Determine the count of lines in the data below that include the word "impl", and give nothing besides it.
++++++++
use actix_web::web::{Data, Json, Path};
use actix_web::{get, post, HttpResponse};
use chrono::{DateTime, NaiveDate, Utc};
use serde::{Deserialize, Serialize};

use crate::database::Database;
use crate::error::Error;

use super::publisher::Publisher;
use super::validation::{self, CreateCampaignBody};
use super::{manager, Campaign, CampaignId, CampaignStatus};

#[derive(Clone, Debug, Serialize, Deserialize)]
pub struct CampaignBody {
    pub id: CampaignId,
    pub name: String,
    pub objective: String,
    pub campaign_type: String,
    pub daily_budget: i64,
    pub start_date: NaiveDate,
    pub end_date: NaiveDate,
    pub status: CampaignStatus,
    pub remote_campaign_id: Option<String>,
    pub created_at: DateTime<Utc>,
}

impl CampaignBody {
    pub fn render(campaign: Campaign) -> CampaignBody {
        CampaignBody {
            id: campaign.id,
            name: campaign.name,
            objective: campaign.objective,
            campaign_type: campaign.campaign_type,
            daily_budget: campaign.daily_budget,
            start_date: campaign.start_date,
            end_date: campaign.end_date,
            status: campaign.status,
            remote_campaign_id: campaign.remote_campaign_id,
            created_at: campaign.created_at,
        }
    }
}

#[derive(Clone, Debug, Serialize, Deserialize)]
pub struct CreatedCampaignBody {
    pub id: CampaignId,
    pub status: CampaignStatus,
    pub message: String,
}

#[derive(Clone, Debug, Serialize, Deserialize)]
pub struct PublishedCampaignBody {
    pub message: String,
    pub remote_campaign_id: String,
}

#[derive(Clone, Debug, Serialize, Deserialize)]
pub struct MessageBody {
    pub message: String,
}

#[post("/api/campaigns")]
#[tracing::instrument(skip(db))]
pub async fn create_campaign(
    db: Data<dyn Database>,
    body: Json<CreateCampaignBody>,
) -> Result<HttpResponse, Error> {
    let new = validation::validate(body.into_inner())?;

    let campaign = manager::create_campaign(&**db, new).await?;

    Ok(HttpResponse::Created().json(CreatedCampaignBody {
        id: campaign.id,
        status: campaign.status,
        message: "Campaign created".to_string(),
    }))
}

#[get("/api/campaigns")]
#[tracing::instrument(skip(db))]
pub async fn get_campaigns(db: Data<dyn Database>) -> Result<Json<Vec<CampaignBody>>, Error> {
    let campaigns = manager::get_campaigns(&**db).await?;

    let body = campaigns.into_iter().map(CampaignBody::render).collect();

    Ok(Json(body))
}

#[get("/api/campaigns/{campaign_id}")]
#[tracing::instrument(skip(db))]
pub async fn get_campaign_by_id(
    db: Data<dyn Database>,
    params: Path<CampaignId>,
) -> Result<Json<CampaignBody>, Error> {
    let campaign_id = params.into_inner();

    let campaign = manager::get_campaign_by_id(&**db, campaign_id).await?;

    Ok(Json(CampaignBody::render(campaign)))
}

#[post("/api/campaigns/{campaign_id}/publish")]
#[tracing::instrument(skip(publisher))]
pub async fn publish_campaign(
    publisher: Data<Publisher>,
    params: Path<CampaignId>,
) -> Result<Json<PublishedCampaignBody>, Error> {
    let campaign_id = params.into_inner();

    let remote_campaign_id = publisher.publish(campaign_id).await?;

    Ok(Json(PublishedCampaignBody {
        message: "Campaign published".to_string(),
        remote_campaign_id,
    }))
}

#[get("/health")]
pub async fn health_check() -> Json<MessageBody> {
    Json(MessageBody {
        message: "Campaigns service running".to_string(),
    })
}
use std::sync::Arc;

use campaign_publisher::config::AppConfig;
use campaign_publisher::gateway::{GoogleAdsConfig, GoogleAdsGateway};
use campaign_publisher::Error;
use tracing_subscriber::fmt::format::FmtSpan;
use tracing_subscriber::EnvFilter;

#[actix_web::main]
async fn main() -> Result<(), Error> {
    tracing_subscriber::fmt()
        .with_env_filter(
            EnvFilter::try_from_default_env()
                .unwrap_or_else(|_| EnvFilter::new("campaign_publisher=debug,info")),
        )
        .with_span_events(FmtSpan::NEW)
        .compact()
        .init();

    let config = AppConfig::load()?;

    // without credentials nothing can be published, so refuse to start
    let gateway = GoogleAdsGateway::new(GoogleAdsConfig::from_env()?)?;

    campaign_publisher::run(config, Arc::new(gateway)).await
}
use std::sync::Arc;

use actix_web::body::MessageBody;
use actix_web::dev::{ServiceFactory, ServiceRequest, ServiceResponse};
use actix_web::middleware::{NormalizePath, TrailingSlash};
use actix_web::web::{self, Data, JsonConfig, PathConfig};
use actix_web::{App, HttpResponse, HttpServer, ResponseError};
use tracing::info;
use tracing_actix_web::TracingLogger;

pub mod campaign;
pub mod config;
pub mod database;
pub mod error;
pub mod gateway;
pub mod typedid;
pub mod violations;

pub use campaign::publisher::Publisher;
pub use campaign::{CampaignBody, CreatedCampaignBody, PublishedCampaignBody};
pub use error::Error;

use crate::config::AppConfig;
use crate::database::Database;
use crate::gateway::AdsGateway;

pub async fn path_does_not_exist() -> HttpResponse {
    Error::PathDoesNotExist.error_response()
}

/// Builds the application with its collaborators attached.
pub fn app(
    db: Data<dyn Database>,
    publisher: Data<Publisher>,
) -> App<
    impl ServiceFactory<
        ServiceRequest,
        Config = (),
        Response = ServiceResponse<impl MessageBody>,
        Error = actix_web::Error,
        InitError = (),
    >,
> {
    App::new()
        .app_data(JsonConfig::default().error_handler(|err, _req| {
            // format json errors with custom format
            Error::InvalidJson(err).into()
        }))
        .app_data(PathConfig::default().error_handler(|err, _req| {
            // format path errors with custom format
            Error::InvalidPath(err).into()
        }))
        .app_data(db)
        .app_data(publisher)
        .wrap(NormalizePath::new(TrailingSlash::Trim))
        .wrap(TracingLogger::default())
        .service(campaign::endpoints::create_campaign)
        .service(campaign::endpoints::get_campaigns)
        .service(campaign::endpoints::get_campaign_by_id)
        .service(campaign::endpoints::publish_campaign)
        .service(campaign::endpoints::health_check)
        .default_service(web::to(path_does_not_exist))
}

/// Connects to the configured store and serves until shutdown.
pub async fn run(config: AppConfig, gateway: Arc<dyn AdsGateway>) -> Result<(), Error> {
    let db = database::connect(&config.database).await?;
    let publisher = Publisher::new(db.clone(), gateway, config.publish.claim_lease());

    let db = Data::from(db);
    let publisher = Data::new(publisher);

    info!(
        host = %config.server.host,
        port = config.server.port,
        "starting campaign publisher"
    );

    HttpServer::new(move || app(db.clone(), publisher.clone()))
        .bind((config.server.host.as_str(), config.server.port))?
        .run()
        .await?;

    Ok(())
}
++++++++
→ **PROBLEM SOLUTION**
3